Maple syrup is a complex combination of sweet and earthy with hints of caramely goodness, in fact, it's so complex that even food scientists have a hard time isolating the chemical compounds and taste structures.
Maple syrup is traditionally made from the sap of a maple tree. The nuances of flavor can change depending on the type of maple tree and also what time of year the sap is extracted. According to archeological records and oral tradition the first production of maple syrup from the sap of the maple tree originated in North America by native peoples indigenous to the Northeast.
During the winter the maple tree stores starch in its roots, as the season changes and temperatures begin to rise with the onset of spring, so rises the sap from the roots to the branches of the tree. The trees can be ‘tapped’ and the sap is collected and then processed by heating and boiling under just the right conditions to form an invert syrup. The classification system for maple syrup has recently changed so that currently syrups that fall into a Grade A category can have a pretty wide variation in flavor and coloring, so long as they contain the basic appropriate flavor. Anything that does not meet the flavor standard is classified as either Processing grade or substandard grade, neither of which is allowed to be sold to the public.
From a culinary perspective, real maple syrup is a delicious addition to just about any meal sweet and savory. What’s not to love about pouring delicious maple goodness over some pancakes, waffles, or oatmeal, or baking it into cakes or pies. It is even a scrumptious addition to savory meals like maple baked ribs or sausage. It is one of my favorite sweeteners in various raw dessert recipes and it makes a great marinade for wild game. One recipe in particular calls for marinating and then slow cooking venison in maple syrup. I haven’t tried that one yet, but I will.
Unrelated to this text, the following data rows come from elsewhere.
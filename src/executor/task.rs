// Copyright 2025 Lablup Inc. and Jeongkyu Shin
//
// Licensed under the Apache License, Version 2.0 (the "License");
// you may not use this file except in compliance with the License.
// You may obtain a copy of the License at
//
//     http://www.apache.org/licenses/LICENSE-2.0
//
// Unless required by applicable law or agreed to in writing, software
// distributed under the License is distributed on an "AS IS" BASIS,
// WITHOUT WARRANTIES OR CONDITIONS OF ANY KIND, either express or implied.
// See the License for the specific language governing permissions and
// limitations under the License.

//! Execution of one command on one host.
//!
//! A task connects, opens a session and then runs three sub-activities in a
//! task-scoped [`JoinSet`]:
//!
//! - the command itself (`pipe_exec`)
//! - the output relay, which starts once the session is ready
//! - the error relay, which forwards session errors to the task's channel
//!
//! The task ends when the command finishes, fails to start, or the batch is
//! cancelled. The connection is then closed, every sub-activity is joined and
//! the session's error slot is drained one last time.

use std::sync::Arc;
use tokio::sync::mpsc;
use tokio::task::JoinSet;
use tokio_util::sync::CancellationToken;

use super::formatter::OutputFormatter;
use super::output_mode::ExecMode;
use super::output_sync::OutputSinks;
use crate::cancel::ExecutionContext;
use crate::error::TaskError;
use crate::host::Host;
use crate::ssh::{Connector, Latch, Session};

/// Sending half of a task's one-slot error channel.
///
/// Never blocks. Once the slot holds an error, later reports are dropped, so a
/// task delivers at most one error.
#[derive(Debug, Clone)]
pub struct ErrorReporter {
    host: String,
    tx: mpsc::Sender<TaskError>,
}

impl ErrorReporter {
    pub fn channel(host: &str) -> (Self, mpsc::Receiver<TaskError>) {
        let (tx, rx) = mpsc::channel(1);
        (
            Self {
                host: host.to_string(),
                tx,
            },
            rx,
        )
    }

    /// Returns `true` if this error took the slot.
    pub fn report(&self, error: TaskError) -> bool {
        match self.tx.try_send(error) {
            Ok(()) => true,
            Err(mpsc::error::TrySendError::Full(dropped)) => {
                tracing::debug!(
                    "{} already reported an error, dropping {} error: {}",
                    self.host,
                    dropped.kind(),
                    dropped
                );
                false
            }
            Err(mpsc::error::TrySendError::Closed(_)) => false,
        }
    }
}

/// One host's share of a batch.
#[derive(Debug)]
pub struct Task {
    pub host: Host,
    pub command: Arc<str>,
    pub mode: ExecMode,
    reporter: ErrorReporter,
}

impl Task {
    pub fn new(host: Host, command: Arc<str>, mode: ExecMode, reporter: ErrorReporter) -> Self {
        Self {
            host,
            command,
            mode,
            reporter,
        }
    }
}

/// Runs tasks against a remote shell backend.
#[derive(Clone)]
pub struct TaskExecutor {
    connector: Arc<dyn Connector>,
    sinks: OutputSinks,
    colors: bool,
}

impl TaskExecutor {
    pub fn new(connector: Arc<dyn Connector>, sinks: OutputSinks, colors: bool) -> Self {
        Self {
            connector,
            sinks,
            colors,
        }
    }

    /// Run `task` to completion. Every failure goes to the task's reporter.
    pub async fn run(&self, ctx: ExecutionContext, task: Task) {
        let Task {
            host,
            command,
            mode,
            reporter,
        } = task;

        let connection = tokio::select! {
            biased;
            _ = ctx.cancelled() => {
                tracing::debug!("{}: cancelled before connecting", host.name);
                return;
            }
            result = self.connector.connect(&host) => match result {
                Ok(connection) => connection,
                Err(e) => {
                    tracing::warn!("Failed to connect to {}: {}", host, e);
                    reporter.report(TaskError::Connection(e));
                    return;
                }
            },
        };

        let session: Arc<dyn Session> = tokio::select! {
            biased;
            _ = ctx.cancelled() => {
                connection.close().await;
                return;
            }
            result = connection.new_session() => match result {
                Ok(session) => Arc::from(session),
                Err(e) => {
                    tracing::warn!("Failed to open session on {}: {}", host.name, e);
                    reporter.report(TaskError::Session(e));
                    connection.close().await;
                    return;
                }
            },
        };

        let formatter = OutputFormatter::new(&host.name, mode, self.colors);
        let output_scope = ctx.child_token();
        let error_scope = CancellationToken::new();
        let stopped = Latch::new();
        let mut group = JoinSet::new();

        group.spawn(run_command(
            Arc::clone(&session),
            command,
            reporter.clone(),
            stopped.clone(),
        ));
        group.spawn(relay_output(
            Arc::clone(&session),
            formatter,
            self.sinks.clone(),
            reporter.clone(),
            output_scope.clone(),
        ));
        group.spawn(relay_errors(
            Arc::clone(&session),
            reporter.clone(),
            error_scope.clone(),
        ));

        let signals = session.signals();
        let cancelled = tokio::select! {
            _ = ctx.cancelled() => true,
            _ = signals.done().wait() => false,
            _ = stopped.wait() => false,
        };

        error_scope.cancel();
        let streaming = signals.ready().is_fired() || signals.done().is_fired();
        if cancelled || !streaming {
            output_scope.cancel();
        }
        if cancelled {
            tracing::debug!("{}: cancelled, closing connection", host.name);
            group.abort_all();
        }

        session.close().await;
        connection.close().await;

        while let Some(joined) = group.join_next().await {
            if let Err(e) = joined {
                if !e.is_cancelled() {
                    tracing::error!("{}: sub-task failed: {}", host.name, e);
                    reporter.report(TaskError::Panicked(e.to_string()));
                }
            }
        }

        if let Some(e) = signals.try_error() {
            reporter.report(TaskError::Protocol(e));
        }
        tracing::debug!("{}: task finished", host.name);
    }
}

async fn run_command(
    session: Arc<dyn Session>,
    command: Arc<str>,
    reporter: ErrorReporter,
    stopped: Latch,
) {
    if let Err(e) = session.pipe_exec(&command).await {
        reporter.report(TaskError::Protocol(e));
    }
    stopped.fire();
}

async fn relay_output(
    session: Arc<dyn Session>,
    formatter: OutputFormatter,
    sinks: OutputSinks,
    reporter: ErrorReporter,
    scope: CancellationToken,
) {
    let signals = session.signals();
    tokio::select! {
        biased;
        _ = scope.cancelled() => return,
        _ = signals.ready().wait() => {}
        _ = signals.done().wait() => {}
    }

    let stdout = session.take_stdout();
    let stderr = session.take_stderr();

    let relay_stdout = async {
        match stdout {
            Some(reader) => formatter.relay(reader, &sinks.stdout).await.map(drop),
            None => Ok(()),
        }
    };
    let relay_stderr = async {
        match stderr {
            Some(reader) => formatter.relay(reader, &sinks.stderr).await.map(drop),
            None => Ok(()),
        }
    };

    tokio::select! {
        _ = scope.cancelled() => {}
        (out, err) = async { tokio::join!(relay_stdout, relay_stderr) } => {
            if let Err(e) = out.and(err) {
                reporter.report(TaskError::Stream(e));
            }
        }
    }
}

async fn relay_errors(
    session: Arc<dyn Session>,
    reporter: ErrorReporter,
    scope: CancellationToken,
) {
    let signals = session.signals();
    loop {
        tokio::select! {
            _ = scope.cancelled() => break,
            error = signals.next_error() => match error {
                Some(e) => {
                    reporter.report(TaskError::Protocol(e));
                }
                None => break,
            },
        }
    }
}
From a health perspective, maple syrup is interesting. The pop culture health world touts that it is far superior and more healthful as a sweetener than other sweeteners. While there may be some truth to that, it is still a sugar so it’s best enjoyed in moderation. For the most part maple syrup has only a minimal amount of minerals like zinc, iron and manganese, however from a phytonutrient point of view the prospects for nutrient benefit expand pretty well. Studies suggest that pure maple syrup is packed with antioxidants and phenolic compounds that help manage things like oxidative stress, systemic inflammation and metabolic function. Research on specific phenolic compounds demonstrate that the chemical composition of genuine maple syrup has an antiproliferative effect on colon cancer cells, while also encouraging defective cells to self-destruct. The caveat? It has to be the real deal; not maple flavored sugar water, which is what many of the cheaper products are. If it says maple flavored, avoid it. The only ingredients on the list for real maple syrup should be, well, maple syrup.